# STUD RED! Santa Rosa Beach 4/26



## bigtallluke (Jul 14, 2012)

Hey everyone, I got off shift this morning not knowing if I was going to fish or not. After making a mid morning stop at the beach I knew instantly that I just HAD to fish for a little bit! I had two lines in the water by 11:05. By 11:10 I watched my line go from taught to completely slack in the blink of an eye.... my rod tip never even flinched. I flew up out of my chair and grabbed my rod to see what was there... FISH ON! It was a really good fight!! I originally thought it was a huge sting ray like I had caught the other day... same exact type of fight. I wasn't overly excited yet.

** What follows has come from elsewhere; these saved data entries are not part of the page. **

//! Reminder drafts: the user-submitted shape a reminder is created or edited from.

use chrono::{NaiveDate, NaiveTime};
use serde::{Deserialize, Serialize};

use super::{DosePeriod, DoseSlot, Frequency, MealTiming, Reminder};
use crate::error::ValidationError;

/// One submitted slot. Any field may be missing.
#[derive(Debug, Clone, Default, PartialEq, Serialize, Deserialize)]
pub struct SlotDraft {
    pub time: Option<DosePeriod>,
    pub meal: Option<MealTiming>,
    pub specific_time: Option<NaiveTime>,
}

impl SlotDraft {
    pub fn new(time: DosePeriod, meal: MealTiming, specific_time: Option<NaiveTime>) -> Self {
        Self {
            time: Some(time),
            meal: Some(meal),
            specific_time,
        }
    }
}

/// A reminder as submitted for creation or edit.
#[derive(Debug, Clone, PartialEq, Serialize, Deserialize)]
pub struct ReminderDraft {
    pub medicine_name: String,
    pub dosage: String,
    pub frequency: Frequency,
    /// Defaults to the current date when the reminder is stored.
    pub start_date: Option<NaiveDate>,
    pub end_date: Option<NaiveDate>,
    pub notes: String,
    pub slots: Vec<SlotDraft>,
}

impl ReminderDraft {
    pub fn new(
        medicine_name: impl Into<String>,
        dosage: impl Into<String>,
        frequency: Frequency,
    ) -> Self {
        Self {
            medicine_name: medicine_name.into(),
            dosage: dosage.into(),
            frequency,
            start_date: None,
            end_date: None,
            notes: String::new(),
            slots: Vec::new(),
        }
    }

    pub fn with_slot(mut self, slot: SlotDraft) -> Self {
        self.slots.push(slot);
        self
    }

    pub fn with_dates(mut self, start: NaiveDate, end: Option<NaiveDate>) -> Self {
        self.start_date = Some(start);
        self.end_date = end;
        self
    }

    pub fn with_notes(mut self, notes: impl Into<String>) -> Self {
        self.notes = notes.into();
        self
    }

    /// Build the dose schedule for this draft.
    ///
    /// Daily frequencies need exactly `frequency.slot_count()` complete slots.
    /// Slots submitted for as-needed or weekly reminders are ignored.
    /// Every built slot starts with no trigger history.
    pub fn build_schedule(&self) -> Result<Vec<DoseSlot>, ValidationError> {
        if !self.frequency.is_daily() {
            return Ok(Vec::new());
        }

        let expected = self.frequency.slot_count();
        if self.slots.len() != expected {
            return Err(ValidationError::SlotCount {
                frequency: self.frequency,
                expected,
                actual: self.slots.len(),
            });
        }

        self.slots
            .iter()
            .enumerate()
            .map(|(index, slot)| {
                let time = slot.time.ok_or(ValidationError::IncompleteSlot {
                    index,
                    missing: "a time of day",
                })?;
                let meal = slot.meal.ok_or(ValidationError::IncompleteSlot {
                    index,
                    missing: "a meal timing",
                })?;
                Ok(DoseSlot::new(time, meal, slot.specific_time))
            })
            .collect()
    }

    /// Validate and turn the draft into a reminder with the given identity.
    pub(crate) fn into_reminder(
        self,
        id: i64,
        is_active: bool,
        today: NaiveDate,
    ) -> Result<Reminder, ValidationError> {
        let medicine_name = self.medicine_name.trim().to_string();
        if medicine_name.is_empty() {
            return Err(ValidationError::EmptyField("medicine name"));
        }
        let dosage = self.dosage.trim().to_string();
        if dosage.is_empty() {
            return Err(ValidationError::EmptyField("dosage"));
        }

        let start_date = self.start_date.unwrap_or(today);
        if let Some(end) = self.end_date {
            if end < start_date {
                return Err(ValidationError::InvalidDateRange {
                    start: start_date,
                    end,
                });
            }
        }

        let schedule = self.build_schedule()?;
        Ok(Reminder {
            id,
            medicine_name,
            dosage,
            frequency: self.frequency,
            schedule,
            start_date,
            end_date: self.end_date,
            notes: self.notes,
            is_active,
        })
    }
}

/// Prefill a draft from an existing reminder, as the edit form does.
impl From<&Reminder> for ReminderDraft {
    fn from(reminder: &Reminder) -> Self {
        Self {
            medicine_name: reminder.medicine_name.clone(),
            dosage: reminder.dosage.clone(),
            frequency: reminder.frequency,
            start_date: Some(reminder.start_date),
            end_date: reminder.end_date,
            notes: reminder.notes.clone(),
            slots: reminder
                .schedule
                .iter()
                .map(|s| SlotDraft::new(s.time, s.meal, s.specific_time))
                .collect(),
        }
    }
}

#[cfg(test)]
mod tests {
    use super::*;

    fn at(h: u32, m: u32) -> Option<NaiveTime> {
        NaiveTime::from_hms_opt(h, m, 0)
    }

    fn today() -> NaiveDate {
        NaiveDate::from_ymd_opt(2024, 6, 1).unwrap()
    }

    #[test]
    fn daily_frequencies_produce_matching_slot_counts() {
        let periods = [DosePeriod::Morning, DosePeriod::Afternoon, DosePeriod::Night];
        for frequency in [
            Frequency::OnceDaily,
            Frequency::TwiceDaily,
            Frequency::ThriceDaily,
        ] {
            let mut draft = ReminderDraft::new("Metformin", "500mg", frequency);
            for period in periods.iter().take(frequency.slot_count()) {
                draft = draft.with_slot(SlotDraft::new(*period, MealTiming::After, at(8, 0)));
            }
            let reminder = draft.into_reminder(1, true, today()).unwrap();
            assert_eq!(reminder.schedule.len(), frequency.slot_count());
        }
    }

    #[test]
    fn incomplete_slot_is_rejected() {
        let draft = ReminderDraft::new("Metformin", "500mg", Frequency::OnceDaily).with_slot(
            SlotDraft {
                time: Some(DosePeriod::Morning),
                meal: None,
                specific_time: at(8, 0),
            },
        );
        assert_eq!(
            draft.build_schedule(),
            Err(ValidationError::IncompleteSlot {
                index: 0,
                missing: "a meal timing"
            })
        );
    }

    #[test]
    fn wrong_slot_count_is_rejected() {
        let draft = ReminderDraft::new("Metformin", "500mg", Frequency::TwiceDaily)
            .with_slot(SlotDraft::new(DosePeriod::Morning, MealTiming::After, at(8, 0)));
        assert!(matches!(
            draft.build_schedule(),
            Err(ValidationError::SlotCount {
                expected: 2,
                actual: 1,
                ..
            })
        ));
    }

    #[test]
    fn slots_are_ignored_for_as_needed() {
        let draft = ReminderDraft::new("Ibuprofen", "200mg", Frequency::AsNeeded)
            .with_slot(SlotDraft::new(DosePeriod::Night, MealTiming::After, at(22, 0)));
        assert!(draft.build_schedule().unwrap().is_empty());
    }

    #[test]
    fn start_date_defaults_to_today() {
        let reminder = ReminderDraft::new("Ibuprofen", "200mg", Frequency::Weekly)
            .into_reminder(5, true, today())
            .unwrap();
        assert_eq!(reminder.start_date, today());
        assert_eq!(reminder.end_date, None);
    }

    #[test]
    fn end_before_start_is_rejected() {
        let end = NaiveDate::from_ymd_opt(2024, 5, 1).unwrap();
        let result = ReminderDraft::new("Ibuprofen", "200mg", Frequency::Weekly)
            .with_dates(today(), Some(end))
            .into_reminder(5, true, today());
        assert!(matches!(
            result,
            Err(ValidationError::InvalidDateRange { .. })
        ));
    }

    #[test]
    fn blank_name_is_rejected() {
        let result = ReminderDraft::new("   ", "200mg", Frequency::Weekly).into_reminder(
            1,
            true,
            today(),
        );
        assert_eq!(result, Err(ValidationError::EmptyField("medicine name")));
    }

    #[test]
    fn prefill_round_trips_through_draft() {
        let original = ReminderDraft::new("Amoxicillin", "250mg", Frequency::TwiceDaily)
            .with_slot(SlotDraft::new(DosePeriod::Morning, MealTiming::Before, at(7, 30)))
            .with_slot(SlotDraft::new(DosePeriod::Night, MealTiming::After, None))
            .with_notes("with water")
            .into_reminder(9, false, today())
            .unwrap();

        let rebuilt = ReminderDraft::from(&original)
            .into_reminder(original.id, original.is_active, today())
            .unwrap();
        assert_eq!(rebuilt, original);
    }
}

I tightened my drag to the maximum that I felt comfortable, and my reel was still screaming!! I wore him down and took my time, as I was using a 20# fluoro leader and did not want this beast to get off and escape with the float jig that I had on my top rig. I finally got a glimpse of its red and silver body when it got within 30-40 yards of the beach, and thats when I got excited!! Did i mention I was excited?!! I eased it onto the beach and couldn't believe it... MY FIRST STUD RED! I didn't measure it, but I'm guessing it was easily 36"+. There was a crowd gathered at this point, so I had a few pictures taken with me and the fish, and I quickly got him back in the water. He swam off without skipping a beat!


----------



## The Pitt (Apr 7, 2012)

Good catch, and release.


----------



## Chipsfishing (Apr 23, 2013)

WOW, now thats a nice Red Luke. Looking for one like that myself.


----------



## orion3 (Dec 20, 2008)

Nice hog!


----------



## deton58 (Mar 14, 2013)

Nice fish man. I caught this one at Blue Mountain yesterday afternoon. Measured at 30". Got him back in right after the pic


----------



## bigtallluke (Jul 14, 2012)

deton58 said:


> Nice fish man. I caught this one at Blue Mountain yesterday afternoon. Measured at 30". Got him back in right after the pic


Wow, that is also a very nice red!! They sure put up a nice fight... So much fun! Nice catch!


----------



## DAWGONIT (Jan 16, 2009)

Pretty work Luke & Deton.
thanks for sharing & catch 'em up.


----------



## cobe killer (Apr 13, 2008)

nice "BULL". i've caught countless bulls over the years but i still get a rush when i hook another one!!! love it!


----------



## Scruggspc (Mar 20, 2013)

I know you sent it to me in a text. But I have to say it again way to go buddy.


----------